Yo recordé mi contacto fugaz con el nombre y algunos momentos de la vida de aquel personaje turbio, medio desaparecido de la historia, impronunciable en Cuba.
– Poco. Que traicionó a la Unión Soviética. Que lo mataron en México -rebusqué un poco más en mi memoria-. Claro, que participó en la revolución de Octubre. En las clases de marxismo nos hablaron de Lenin, un poco de Stalin, y nos dijeron que Trotski era un renegado y que el trotskismo es revisionista y contrarrevolucionario, un ataque a la Unión Soviética…
– Veo que aquí os enseñan bien -admitió López.
– ¿Y quién es Ramón Mercader? ¿Por qué debo conocerlo?

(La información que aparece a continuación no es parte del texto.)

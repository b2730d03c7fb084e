//! Administrative commands typed on stdin.
//!
//! A line starting with `/` is a command; anything else is fed to the engine as a raw
//! result event.

use std::time::Duration;

use croupier_utils::{DurationParseError, parse_duration_list};

#[derive(Debug, Clone, PartialEq, Eq)]
pub enum Command {
    /// Disable new predictions. A pending one is still verified.
    Stop,
    Resume,
    /// Disable predictions, drop the pending one and forget used targets.
    ForceStop,
    /// Drop the pending prediction without counting it.
    ClearVerification,
    /// Show the pause cycle, or replace it when durations are given.
    PauseCycle(Option<Vec<Duration>>),
    Inspect,
    Stats,
    Reset,
    Help,
    Quit,
}

#[derive(Debug, PartialEq, Eq)]
pub enum Line<'a> {
    Blank,
    Event(&'a str),
    Command(Command),
    Unknown(&'a str),
    BadCycle(DurationParseError),
}

pub const HELP: &str = "\
/stop          suspend new predictions
/resume        resume predictions
/forcestop     stop, drop the pending prediction and forget used targets
/clearverif    drop the pending prediction
/pausecycle    show the pause cycle
/pausecycle 3,5,4   replace it (bare numbers are minutes; s, m, h suffixes)
/predictinfo   engine state
/bilan         statistics
/reset         zero statistics and used targets
/quit          exit";

#[must_use]
pub fn parse_line(line: &str) -> Line<'_> {
    let line = line.trim();
    if line.is_empty() {
        return Line::Blank;
    }
    let Some(rest) = line.strip_prefix('/') else {
        return Line::Event(line);
    };
    let (name, args) = rest
        .split_once(char::is_whitespace)
        .map_or((rest, ""), |(name, args)| (name, args.trim()));

    let command = match name.to_ascii_lowercase().as_str() {
        "stop" => Command::Stop,
        "resume" | "start" => Command::Resume,
        "forcestop" => Command::ForceStop,
        "clearverif" => Command::ClearVerification,
        "pausecycle" if args.is_empty() => Command::PauseCycle(None),
        "pausecycle" => match parse_duration_list(args) {
            Ok(cycle) => Command::PauseCycle(Some(cycle)),
            Err(e) => return Line::BadCycle(e),
        },
        "predictinfo" | "status" => Command::Inspect,
        "bilan" | "stats" => Command::Stats,
        "reset" => Command::Reset,
        "help" => Command::Help,
        "quit" | "exit" => Command::Quit,
        _ => return Line::Unknown(name),
    };
    Line::Command(command)
}

#[cfg(test)]
mod tests {
    use super::*;

    fn mins(values: &[u64]) -> Vec<Duration> {
        values.iter().map(|m| Duration::from_secs(m * 60)).collect()
    }

    #[test]
    fn plain_text_is_an_event() {
        assert_eq!(parse_line("  #N101 ✅ 8(A♥) "), Line::Event("#N101 ✅ 8(A♥)"));
        assert_eq!(parse_line("   "), Line::Blank);
    }

    #[test]
    fn commands_are_case_insensitive() {
        assert_eq!(parse_line("/STOP"), Line::Command(Command::Stop));
        assert_eq!(parse_line("/forceStop"), Line::Command(Command::ForceStop));
        assert_eq!(parse_line("/clearverif"), Line::Command(Command::ClearVerification));
        assert_eq!(parse_line("/bilan"), Line::Command(Command::Stats));
        assert_eq!(parse_line("/predictinfo"), Line::Command(Command::Inspect));
    }

    #[test]
    fn pause_cycle_with_and_without_arguments() {
        assert_eq!(parse_line("/pausecycle"), Line::Command(Command::PauseCycle(None)));
        assert_eq!(
            parse_line("/pausecycle 3,5,4"),
            Line::Command(Command::PauseCycle(Some(mins(&[3, 5, 4]))))
        );
        assert_eq!(
            parse_line("/pausecycle 90s 2m"),
            Line::Command(Command::PauseCycle(Some(vec![
                Duration::from_secs(90),
                Duration::from_secs(120)
            ])))
        );
        assert!(matches!(parse_line("/pausecycle 3,abc"), Line::BadCycle(_)));
        assert!(matches!(parse_line("/pausecycle 0"), Line::BadCycle(_)));
    }

    #[test]
    fn unknown_command_is_reported() {
        assert_eq!(parse_line("/vip 12"), Line::Unknown("vip"));
    }
}
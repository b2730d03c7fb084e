//! Event classification: raw message text into a [`ResultEvent`].
//!
//! The source format puts the game number behind a tag (`#N123`), the drawn cards
//! inside parentheses, and marks the message lifecycle with sentinel glyphs.
//! Only the first parenthesized group is read; later groups belong to the other
//! hand and are ignored on purpose.

use regex::Regex;

use croupier_types::{GameNumber, Lifecycle, ResultEvent, Suit, SuitSet};

/// Leading glyph of a message that is still being edited upstream.
pub const EDITING_SENTINEL: char = '⏰';
/// Glyphs that mark a settled message.
pub const SETTLED_SENTINELS: [char; 2] = ['✅', '🔰'];

/// Number extraction patterns, tried in order.
const NUMBER_PATTERNS: [&str; 5] = [
    r"(?i)#N\s*([0-9]+)",
    r"(?i)^#([0-9]+)",
    r"(?i)N\s*([0-9]+)",
    r"(?i)Numéro\s*([0-9]+)",
    r"(?i)Game\s*([0-9]+)",
];

const FIRST_GROUP_PATTERN: &str = r"\(([^)]+)\)";

/// Compiled classifier. Build once and reuse.
#[derive(Debug, Clone)]
pub struct Classifier {
    number_patterns: Vec<Regex>,
    first_group: Regex,
}

impl Default for Classifier {
    fn default() -> Self {
        Self::new()
    }
}

impl Classifier {
    #[must_use]
    pub fn new() -> Self {
        let number_patterns = NUMBER_PATTERNS
            .iter()
            .map(|p| Regex::new(p).expect("number pattern is a valid literal regex"))
            .collect();
        let first_group =
            Regex::new(FIRST_GROUP_PATTERN).expect("group pattern is a valid literal regex");
        Self {
            number_patterns,
            first_group,
        }
    }

    /// First number matched by the ordered pattern list.
    ///
    /// Zero or out-of-range digits yield `None`, as does text with no match at all.
    #[must_use]
    pub fn extract_number(&self, text: &str) -> Option<GameNumber> {
        let digits = self
            .number_patterns
            .iter()
            .find_map(|re| re.captures(text))?
            .get(1)?
            .as_str();
        let value: u32 = digits.parse().ok()?;
        GameNumber::new(value).ok()
    }

    /// Suits present in the first parenthesized group.
    ///
    /// Emoji variants (`❤️`, `♠️`, ...) collapse onto the canonical glyph because the
    /// presentation selector is simply skipped.
    #[must_use]
    pub fn extract_markers(&self, text: &str) -> SuitSet {
        let Some(group) = self
            .first_group
            .captures(text)
            .and_then(|caps| caps.get(1))
        else {
            return SuitSet::empty();
        };
        group.as_str().chars().filter_map(Suit::from_glyph).collect()
    }

    #[must_use]
    pub fn lifecycle_of(text: &str) -> Lifecycle {
        if text.trim_start().starts_with(EDITING_SENTINEL) {
            Lifecycle::Provisional
        } else if text.contains(SETTLED_SENTINELS) {
            Lifecycle::Finalized
        } else {
            Lifecycle::Plain
        }
    }

    /// Full classification. `None` means the text carries no game number and is noise.
    #[must_use]
    pub fn classify(&self, text: &str) -> Option<ResultEvent> {
        let number = self.extract_number(text)?;
        Some(ResultEvent::new(
            number,
            Self::lifecycle_of(text),
            self.extract_markers(text),
        ))
    }
}

#[cfg(test)]
mod tests {
    use super::*;

    fn n(value: u32) -> GameNumber {
        GameNumber::new(value).unwrap()
    }

    #[test]
    fn tagged_number_wins_over_fallbacks() {
        let c = Classifier::new();
        assert_eq!(c.extract_number("Game 7 #N 412 ✅"), Some(n(412)));
        assert_eq!(c.extract_number("#n88 (♥)"), Some(n(88)));
    }

    #[test]
    fn fallback_patterns() {
        let c = Classifier::new();
        assert_eq!(c.extract_number("#531 9(K♠) - 7(3♦)"), Some(n(531)));
        assert_eq!(c.extract_number("Numéro 77 terminé"), Some(n(77)));
        assert_eq!(c.extract_number("game 12"), Some(n(12)));
        assert_eq!(c.extract_number("no digits here"), None);
        assert_eq!(c.extract_number("#N0"), None);
        assert_eq!(c.extract_number("#N99999999999"), None);
    }

    #[test]
    fn markers_come_from_first_group_only() {
        let c = Classifier::new();
        let markers = c.extract_markers("#N100 ✅ 8(A♠️ 7❤️) - 6(K♦ 2♣)");
        assert_eq!(markers.iter().collect::<Vec<_>>(), vec![Suit::Hearts, Suit::Spades]);
        assert!(!markers.contains(Suit::Diamonds));
        assert!(c.extract_markers("#N100 no groups").is_empty());
    }

    #[test]
    fn marker_variants_normalize() {
        let c = Classifier::new();
        let markers = c.extract_markers("(♥️ ❤ ♦️ ♣️)");
        assert_eq!(
            markers.iter().collect::<Vec<_>>(),
            vec![Suit::Hearts, Suit::Diamonds, Suit::Clubs]
        );
    }

    #[test]
    fn lifecycle_sentinels() {
        assert_eq!(Classifier::lifecycle_of("⏰#N5 (♥)"), Lifecycle::Provisional);
        assert_eq!(Classifier::lifecycle_of("  ⏰ #N5 ✅"), Lifecycle::Provisional);
        assert_eq!(Classifier::lifecycle_of("#N5 ✅ (♥)"), Lifecycle::Finalized);
        assert_eq!(Classifier::lifecycle_of("🔰 #N5 (♥)"), Lifecycle::Finalized);
        assert_eq!(Classifier::lifecycle_of("#N5 (♥)"), Lifecycle::Plain);
    }

    #[test]
    fn classify_discards_noise() {
        let c = Classifier::new();
        assert!(c.classify("hello world").is_none());
        let event = c.classify("#N41 ✅ 5(♣ 9♦)").unwrap();
        assert_eq!(event.number, n(41));
        assert_eq!(event.lifecycle, Lifecycle::Finalized);
        assert_eq!(event.markers.len(), 2);
    }
}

– Pues deberías saber quién fue Ramón Mercader -dijo y abrió una larga pausa, hasta que se decidió a continuar-. Ramón fue mi amigo, mucho más que mi amigo… Nos conocimos en Barcelona y después estuvimos juntos en la guerra… Hace unos años volvimos a encontrarnos en Moscú. Los tanques soviéticos ya habían entrado en Praga y todo el mundo volvía a hablar en voz baja -el hombre miraba al mar, como si tras las olas estuvieran las claves de su memoria-. La ciudad de los susurros. La última acción contra el deshielo de Jruschov, contra un socialismo que soñó que todavía podía ser diferente. Con rostro humano, decían… -recordó y se frotó el dorso de la mano cubierto por la banda de tela-. Volvimos a vernos, el día de la primera nevada del año 1968… Ramón tenía cincuenta y cinco años, más o menos, pero parecía tener diez, quince más. Estaba gordo, había envejecido. Desde la guerra no nos veíamos… -Enmudeció, como si meditara en todo aquel tiempo transcurrido.
– ¿Cuál guerra?
– La nuestra. La guerra civil española.
– ¿Y se encontraron así, por casualidad? -ya me había picado la curiosidad.
– Fue como si de alguna manera estuviéramos esperándonos y de pronto los dos saliéramos a buscarnos, precisamente ese día en que cayó la primera nevada del año en Moscú… -ahora sonrió al evocarlo, pero solo muchos años después entendería por qué en ese momento volvió a mirarse la mano vendada-. Nos encontramos en el malecón Frunze, donde él vivía, frente al parque Gorki. Ramón había engordado, ya te lo he dicho, pero además estaba muy blanco, y a otro que no fuera yo le hubiera sido muy difícil reconocer en aquel hombre el mozo del que me había despedido en una trinchera de la Sierra de Guadarrama, con el puño en alto, confiados los dos en la victoria -hizo una pausa y encendió otro cigarro-. Después, cuando Ramón y yo empezamos a hablar, descubrí que de aquella época tan hermosa, lo único que le quedaba, sin ninguna fisura, era la imagen de la felicidad. Una imagen que siempre había utilizado como un remedio capaz de ayudarlo a sobrevivir. Y por eso, cuando decidió contármelo todo, me confió el sueño de su vida: más que nada en el mundo, deseaba volver a aquella playa catalana, al menos una vez antes de morir. Y creo que él ya sabía que se iba a morir…
Entonces el hombre que amaba a los perros, con la vista otra vez fija en el mar, empezó a contarme las razones de por qué su amigo Ramón Mercader recordaría, por el resto de sus días, que apenas unos segundos antes de pronunciar unas palabras que cambiarían su existencia había descubierto la malsana densidad que acompaña al silencio en medio de la guerra. El estrépito de las bombas, los disparos y los motores, las órdenes gritadas y los alaridos de dolor entre los que había vivido durante semanas se habían acumulado en su conciencia como los sonidos de la vida, y la súbita caída a plomo de aquel mutismo espeso, capaz de provocarle un desamparo demasiado parecido al miedo, se convirtió en una presencia inquietante cuando comprendió que tras aquel silencio precario podía agazaparse la explosión de la muerte.